Don’t want the neighbours to see you like that.’ Jimmy’s dad stared at the dead birds. He didn’t care who saw him without his trousers and shirt, soaking wet, crying. ‘You can get some more birds.’

  His body shook with a huge sigh. ‘No. It’s all over,’ he said. He allowed himself to be led inside, where he sat staring at the stove while Jimmy’s mum busied herself making tea. But as soon as she’d made it her husband got up and went up to the bathroom.

  ‘Go to bed,’ said the distraught woman. ‘He’ll get over it.’

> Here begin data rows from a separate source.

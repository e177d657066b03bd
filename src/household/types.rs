// Core household domain types

use serde::{Deserialize, Serialize};
use std::fmt;
use std::str::FromStr;
use uuid::Uuid;

use super::invite::InviteCode;

/// Longest house name accepted by the create form
pub const MAX_HOUSE_NAME_LEN: usize = 30;

#[derive(Debug, Clone, Copy, PartialEq, Eq, Hash, Serialize, Deserialize)]
pub struct UserId(pub Uuid);

impl UserId {
    pub fn new() -> Self {
        Self(Uuid::new_v4())
    }
}

impl Default for UserId {
    fn default() -> Self {
        Self::new()
    }
}

#[derive(Debug, Clone, Copy, PartialEq, Eq, Hash, Serialize, Deserialize)]
pub struct ChoreId(pub Uuid);

impl ChoreId {
    pub fn new() -> Self {
        Self(Uuid::new_v4())
    }
}

impl Default for ChoreId {
    fn default() -> Self {
        Self::new()
    }
}

#[derive(Debug, Clone, PartialEq, Eq, Serialize, Deserialize)]
pub struct User {
    pub id: UserId,
    pub name: String,
    pub points: u32,
}

impl User {
    pub fn new(name: impl Into<String>, points: u32) -> Self {
        Self {
            id: UserId::new(),
            name: name.into(),
            points,
        }
    }

    /// First letters of up to two space-separated name tokens, uppercased
    pub fn initials(&self) -> String {
        initials(&self.name)
    }
}

pub fn initials(name: &str) -> String {
    name.split(' ')
        .filter(|token| !token.is_empty())
        .take(2)
        .filter_map(|token| token.chars().next())
        .flat_map(char::to_uppercase)
        .collect()
}

/// Urgency tag shown next to a chore
#[derive(Debug, Clone, Copy, PartialEq, Eq, Hash, Default, Serialize, Deserialize)]
pub enum DueLabel {
    #[default]
    Today,
    Tomorrow,
    ThisWeek,
    NextWeek,
    Overdue,
}

impl DueLabel {
    pub const ALL: [DueLabel; 5] = [
        DueLabel::Today,
        DueLabel::Tomorrow,
        DueLabel::ThisWeek,
        DueLabel::NextWeek,
        DueLabel::Overdue,
    ];

    /// Labels offered when creating a chore (nothing starts out overdue)
    pub const SELECTABLE: [DueLabel; 4] = [
        DueLabel::Today,
        DueLabel::Tomorrow,
        DueLabel::ThisWeek,
        DueLabel::NextWeek,
    ];

    pub fn label(self) -> &'static str {
        match self {
            Self::Today => "Today",
            Self::Tomorrow => "Tomorrow",
            Self::ThisWeek => "This week",
            Self::NextWeek => "Next week",
            Self::Overdue => "Overdue",
        }
    }

    pub fn is_due_today(self) -> bool {
        matches!(self, Self::Today | Self::Overdue)
    }
}

impl fmt::Display for DueLabel {
    fn fmt(&self, f: &mut fmt::Formatter<'_>) -> fmt::Result {
        f.write_str(self.label())
    }
}

impl FromStr for DueLabel {
    type Err = UnknownLabel;

    fn from_str(s: &str) -> Result<Self, Self::Err> {
        Self::ALL
            .into_iter()
            .find(|due| due.label() == s)
            .ok_or_else(|| UnknownLabel(s.to_string()))
    }
}

#[derive(Debug, Clone, PartialEq, Eq, Serialize, Deserialize)]
pub struct Chore {
    pub id: ChoreId,
    pub title: String,
    pub description: String,
    pub assignee: UserId,
    pub due: DueLabel,
    pub is_done: bool,
}

impl Chore {
    pub fn new(
        title: impl Into<String>,
        description: impl Into<String>,
        assignee: UserId,
        due: DueLabel,
    ) -> Self {
        Self {
            id: ChoreId::new(),
            title: title.into(),
            description: description.into(),
            assignee,
            due,
            is_done: false,
        }
    }

    pub fn done(mut self) -> Self {
        self.is_done = true;
        self
    }
}

/// Input for a chore created from the new-chore form
#[derive(Debug, Clone, PartialEq, Eq)]
pub struct NewChore {
    pub title: String,
    pub description: String,
    pub assignee: UserId,
    pub due: DueLabel,
}

#[derive(Debug, Clone, Copy, PartialEq, Eq, Hash, Default, Serialize, Deserialize)]
pub enum HouseType {
    #[default]
    StudentHouse,
    SharedHouse,
    DormRoom,
}

impl HouseType {
    pub const ALL: [HouseType; 3] = [
        HouseType::StudentHouse,
        HouseType::SharedHouse,
        HouseType::DormRoom,
    ];

    pub fn label(self) -> &'static str {
        match self {
            Self::StudentHouse => "Student House",
            Self::SharedHouse => "Shared House",
            Self::DormRoom => "Dorm Room",
        }
    }

    pub fn from_index(idx: usize) -> Self {
        match idx {
            0 => Self::StudentHouse,
            1 => Self::SharedHouse,
            2 => Self::DormRoom,
            _ => Self::StudentHouse,
        }
    }

    pub fn to_index(self) -> usize {
        match self {
            Self::StudentHouse => 0,
            Self::SharedHouse => 1,
            Self::DormRoom => 2,
        }
    }
}

impl fmt::Display for HouseType {
    fn fmt(&self, f: &mut fmt::Formatter<'_>) -> fmt::Result {
        f.write_str(self.label())
    }
}

impl FromStr for HouseType {
    type Err = UnknownLabel;

    fn from_str(s: &str) -> Result<Self, Self::Err> {
        Self::ALL
            .into_iter()
            .find(|kind| kind.label().eq_ignore_ascii_case(s.trim()))
            .ok_or_else(|| UnknownLabel(s.to_string()))
    }
}

#[derive(Debug, Clone, PartialEq, Eq, thiserror::Error)]
#[error("unknown label '{0}'")]
pub struct UnknownLabel(pub String);

/// Number of people living in a house, always within [MIN, MAX]
#[derive(Debug, Clone, Copy, PartialEq, Eq, PartialOrd, Ord, Serialize, Deserialize)]
pub struct MemberCount(u8);

impl MemberCount {
    pub const MIN: u8 = 2;
    pub const MAX: u8 = 8;

    pub fn clamped(count: i64) -> Self {
        Self(count.clamp(i64::from(Self::MIN), i64::from(Self::MAX)) as u8)
    }

    pub fn get(self) -> u8 {
        self.0
    }
}

impl Default for MemberCount {
    fn default() -> Self {
        Self(3)
    }
}

impl fmt::Display for MemberCount {
    fn fmt(&self, f: &mut fmt::Formatter<'_>) -> fmt::Result {
        write!(f, "{}", self.0)
    }
}

#[derive(Debug, Clone, PartialEq, Eq, Serialize, Deserialize)]
pub struct House {
    pub name: String,
    pub kind: Option<HouseType>,
    pub member_count: Option<MemberCount>,
    pub invite_code: Option<InviteCode>,
}

impl House {
    pub fn named(name: impl Into<String>) -> Self {
        Self {
            name: name.into(),
            kind: None,
            member_count: None,
            invite_code: None,
        }
    }
}

/// Everything the create-house flow collected
#[derive(Debug, Clone, PartialEq, Eq)]
pub struct HouseDraft {
    pub name: String,
    pub kind: HouseType,
    pub member_count: MemberCount,
    pub invite_code: InviteCode,
}

impl From<HouseDraft> for House {
    fn from(draft: HouseDraft) -> Self {
        Self {
            name: draft.name,
            kind: Some(draft.kind),
            member_count: Some(draft.member_count),
            invite_code: Some(draft.invite_code),
        }
    }
}

/// Which way a screen change slides; no effect on logical state
#[derive(Debug, Clone, Copy, PartialEq, Eq, Default, Serialize, Deserialize)]
pub enum NavigationDirection {
    #[default]
    Forward,
    Backward,
}

#[cfg(test)]
mod tests {
    use super::*;

    #[test]
    fn test_initials() {
        assert_eq!(initials("Mahmut"), "M");
        assert_eq!(initials("John Doe"), "JD");
        assert_eq!(initials("a b c"), "AB");
        assert_eq!(initials(""), "");
        assert_eq!(initials("  jane   smith "), "JS");
        assert_eq!(initials("abdüllatif"), "A");
    }

    #[test]
    fn test_due_label_parse() {
        assert_eq!("This week".parse::<DueLabel>().unwrap(), DueLabel::ThisWeek);
        assert_eq!("Overdue".parse::<DueLabel>().unwrap(), DueLabel::Overdue);
        assert!("this week".parse::<DueLabel>().is_err());
        assert!(DueLabel::Overdue.is_due_today());
        assert!(!DueLabel::Tomorrow.is_due_today());
    }

    #[test]
    fn test_house_type_parse() {
        assert_eq!(
            "Student House".parse::<HouseType>().unwrap(),
            HouseType::StudentHouse
        );
        assert_eq!("dorm room".parse::<HouseType>().unwrap(), HouseType::DormRoom);
        assert!("Castle".parse::<HouseType>().is_err());
        for kind in HouseType::ALL {
            assert_eq!(HouseType::from_index(kind.to_index()), kind);
        }
    }

    #[test]
    fn test_member_count_clamps() {
        assert_eq!(MemberCount::clamped(0).get(), 2);
        assert_eq!(MemberCount::clamped(5).get(), 5);
        assert_eq!(MemberCount::clamped(42).get(), 8);
        assert_eq!(MemberCount::default().get(), 3);
    }
}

  ‘Can’t I have anything to eat?’

  ‘Eat?’ Jimmy’s mother let out a fearsome scream. ‘Eat? Ain’t you got no feelings?’ And she slapped Jimmy’s face with the back of her hand, sending him reeling against the coal scuttle.

  ‘It’s not my fault,’ Jimmy whimpered. ‘Don’t take it out on me.’

  His mother regained her composure. It was only a momentary lapse, but Jimmy understood. It was all too much. Things were happening outside the normal experience, things that interfered with their lives and over which they had no control.

  His dad was silent for days afterwards. He came and went, ate and slept like he was under sentence of death. He cleared up the remains of the shed and burnt it. Then he swept the concrete, getting up every speck of dust and charred wood, and slopped it over with buckets of water. Then he rang the town hall and ordered an Anderson shelter. There was a waiting list. It would take six weeks before they could send one.